You can perform a bulk data transformation (BDT) either from the original transformation source database or from its clone. It is recommended that you perform a BDT from a cloned database to minimize disruption of the transformation source.
You can perform a BDT from an Enterprise Database Server to a SQL Server, an Oracle database, or a Kafka distributed streaming platform.
If the transformation target is Kafka, then Data Exchange acts as a Kafka Producer. It uses XML Schema Definition (XSD) to provide structure to the Kafka messages. To understand this structure and be able to create Kafka Consumers, you can generate Helper API classes in DDW. For more information on the structure of Kafka messages, refer to Data Exchange Development Workbench Administration and Operations Help.
You must also configure the Producer configurations, as explained later in this section.

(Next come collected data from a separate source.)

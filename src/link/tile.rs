//! Map tile upload.
//!
//! ```text
//! ┌───────┬──────┬──────────┬──────────┬──────────┐
//! │ flags │ zoom │ tileX u32│ tileY u32│ size u32 │  then `size` payload bytes
//! └───────┴──────┴──────────┴──────────┴──────────┘
//! ```
//!
//! Stop-and-wait: the phone sends the next tile only after the one-byte
//! acknowledgement for the previous one. The ack goes out after the
//! reassembler has reset, whatever the outcome of the save.

use embedded_hal::delay::DelayNs;
use log::{debug, warn};

use crate::app::ports::FileSystem;
use crate::diagnostics::LinkStats;
use crate::error::FrameError;
use crate::storage::AssetStore;

use super::reassembler::{Assembled, FrameSpec, Limits};
use super::rle;
use super::transport::Notifier;
use super::wire::be_u32;
use super::Characteristic;

/// Notified on [`Characteristic::Tile`] once a tile is dealt with.
pub const TILE_ACK: u8 = 0x01;

/// Flag bit: payload is RLE-compressed.
pub const FLAG_RLE: u8 = 0x01;

pub const MAX_ZOOM: u8 = 20;

#[derive(Debug, Clone, Copy, PartialEq, Eq)]
pub struct TileHeader {
    pub compressed: bool,
    pub zoom: u8,
    pub x: u32,
    pub y: u32,
    pub size: u32,
}

pub struct TileFrame;

impl FrameSpec for TileFrame {
    type Header = TileHeader;
    const NAME: &'static str = "tile";
    const HEADER_LEN: usize = 14;

    fn precheck(first: u8) -> bool {
        first <= FLAG_RLE
    }

    fn parse_header(raw: &[u8], limits: &Limits) -> Result<(TileHeader, usize), FrameError> {
        let flags = raw[0];
        let zoom = raw[1];
        let header = TileHeader {
            compressed: flags & FLAG_RLE != 0,
            zoom,
            x: be_u32(raw, 2),
            y: be_u32(raw, 6),
            size: be_u32(raw, 10),
        };
        if flags > FLAG_RLE {
            return Err(FrameError::BadFlags);
        }
        if zoom > MAX_ZOOM {
            return Err(FrameError::ZoomOutOfRange);
        }
        if header.size == 0 || header.size > limits.max_payload {
            return Err(FrameError::SizeOutOfRange);
        }
        Ok((header, header.size as usize))
    }
}

/// Encode a tile header. Used by the host tools and tests.
pub fn encode_header(h: &TileHeader) -> [u8; 14] {
    let mut raw = [0u8; 14];
    raw[0] = u8::from(h.compressed);
    raw[1] = h.zoom;
    raw[2..6].copy_from_slice(&h.x.to_be_bytes());
    raw[6..10].copy_from_slice(&h.y.to_be_bytes());
    raw[10..14].copy_from_slice(&h.size.to_be_bytes());
    raw
}

/// Persist a finished tile, then acknowledge it.
///
/// Decode failures skip the write; storage failures throttle before the
/// ack so the phone's next tile lands on a quieter bus.
pub fn deliver<F: FileSystem, D: DelayNs>(
    frame: Assembled<TileHeader>,
    store: &mut AssetStore<F, D>,
    bitmap_capacity: usize,
    notifier: &mut dyn Notifier,
    stats: &mut LinkStats,
) {
    match frame {
        Assembled::Complete { header, payload } => {
            save(header, payload, store, bitmap_capacity, stats);
        }
        Assembled::Skipped { header, len } => {
            debug!(
                "tile: z{} {}/{} dropped, {} bytes skipped",
                header.zoom, header.x, header.y, len
            );
        }
    }

    match notifier.notify(Characteristic::Tile, &[TILE_ACK]) {
        Ok(()) => stats.frames_sent += 1,
        Err(e) => {
            warn!("tile: ack not sent ({})", e);
            stats.notify_failures += 1;
        }
    }
}

fn save<F: FileSystem, D: DelayNs>(
    header: TileHeader,
    payload: Vec<u8>,
    store: &mut AssetStore<F, D>,
    bitmap_capacity: usize,
    stats: &mut LinkStats,
) {
    let data = if header.compressed {
        match rle::decode_to_vec(&payload, bitmap_capacity) {
            Ok(bitmap) => bitmap,
            Err(e) => {
                warn!(
                    "tile: z{} {}/{} undecodable ({}), not saved",
                    header.zoom, header.x, header.y, e
                );
                stats.decode_failures += 1;
                return;
            }
        }
    } else {
        payload
    };

    match store.save_tile(header.zoom, header.x, header.y, &data) {
        Ok(()) => stats.tiles_saved += 1,
        Err(e) => {
            warn!(
                "tile: z{} {}/{} not saved ({})",
                header.zoom, header.x, header.y, e
            );
            stats.storage_failures += 1;
            store.throttle_after_failure();
        }
    }
}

Before performing the BDT, ensure the following:
AISMCP is installed and configured on the MCP host.
AIS Configuration Utility is installed on your Windows machine where the runtime components are installed, and a connection is defined in this utility so that the Runtime Windows components can communicate with the MCP host where AISMCP is installed.
An audit file switch is performed at the point of cloning the database, if you are using a clone database.
The Record Sequence Number (RSN) data item is not declared directly after a Group data item in the Data and Structure Definition Language (DASDL). If you do so, the value of the RSN data item is lost while doing the BDT.
The DATAEXCHANGE setting in the Audit Trail Specification of the DASDL or in the Database DEFAULTS or at the data set level. If you set this at the data set level for schemas that are already loaded in the DDW or for existing Transformations, then you must do a DM Control Update on the MCP host, and then reload the schemas.
For an Oracle database as the transformation target, if two source data sets are mapped to the same target table and the target table has a primary key or a unique key, and if the DML command substitution is Default, then the Oracle user must have Insert and Update privileges.
Notes:
It is recommended that the structure format timestamps be retained in the clone database.
It is recommended that the concerned tables in the transformation target are empty before starting a BDT for the first time. This avoids data duplication or transformation failure during the BDT.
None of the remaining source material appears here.